# Heroes Of Pymoli Data Analysis
* There were 576 active players, the majority are male (84%).Female players account for (14%).

* The demographic age distribution shows the 20-24 age group with (44.8%). Secondary groups fall between 15-19 (18.60%) and 25-29 (13.4%).  

* The average purchase price is relatively flat at $4.00 per player with males carrying 2/3 of all purchases.

### Note
* Instructions have been included for each segment. You do not have to follow them exactly, but they are included to help you think through the steps.

In [1]:
# Dependencies and Setup
import pandas as pd
import numpy as np

# Raw data file
file_to_load = "Resources/purchase_data.csv"

# Read purchasing file and store into pandas data frame
purchase_data_pd = pd.read_csv(file_to_load)
purchase_data_pd.head()

Unnamed: 0,Purchase ID,SN,Age,Gender,Item ID,Item Name,Price
0,0,Lisim78,20,Male,108,"Extraction, Quickblade Of Trembling Hands",3.53
1,1,Lisovynya38,40,Male,143,Frenzied Scimitar,1.56
2,2,Ithergue48,24,Male,92,Final Critic,4.88
3,3,Chamassasya86,24,Male,100,Blindscythe,3.27
4,4,Iskosia90,23,Male,131,Fury,1.44


## Player Count

* Display the total number of players


In [2]:
count_players =purchase_data_pd["SN"].value_counts()
print("Total number of players:", len(count_players))

Total number of players: 576


## Purchasing Analysis (Total)

* Run basic calculations to obtain number of unique items, average price, etc.
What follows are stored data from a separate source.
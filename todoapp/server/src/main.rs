use tracing_subscriber::EnvFilter;

#[tokio::main]
async fn main() -> anyhow::Result<()> {
    let filter = EnvFilter::try_from_default_env().unwrap_or_else(|_| EnvFilter::new("info"));
    tracing_subscriber::fmt().with_env_filter(filter).init();
    let config = todoapp_server::config::Config::from_env()?;
    todoapp_server::web::start_web_server(config).await
}
pub use super::task::Entity as Task;
pub use super::user::Entity as User;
* Create a summary data frame to hold the results


* Optional: give the displayed data cleaner formatting

* Display the summary data frame


In [52]:
#Purchasing Analysis (Total)

# Unique Items
unique_items =purchase_data_pd["Item ID"].value_counts()
#print(len(unique_items))

# Number of Purchases
purchases = purchase_data_pd["Purchase ID"].count()
#print(purchases)

# Average Price
average_price = purchase_data_pd["Price"].mean()
average_price
#print("Avg_Price", average_price)

# Average Age
average_age = purchase_data_pd["Age"].mean()
#print("Avg_Age", average_age)

# Total Revenue
total_revenue = purchase_data_pd["Price"].sum()
#print("Total_Price", total_price)


summary_table = pd.DataFrame({"Number of Unique Items": unique_items.count(),
                              "Average Price": [average_price],
                              "Number of Purchases": purchases,
                              "Total Revenue": [total_revenue]})
#Formatting
summary_table.style.format({"Average Price": "${:.2f}", "Total Revenue": "${:,.2f}"})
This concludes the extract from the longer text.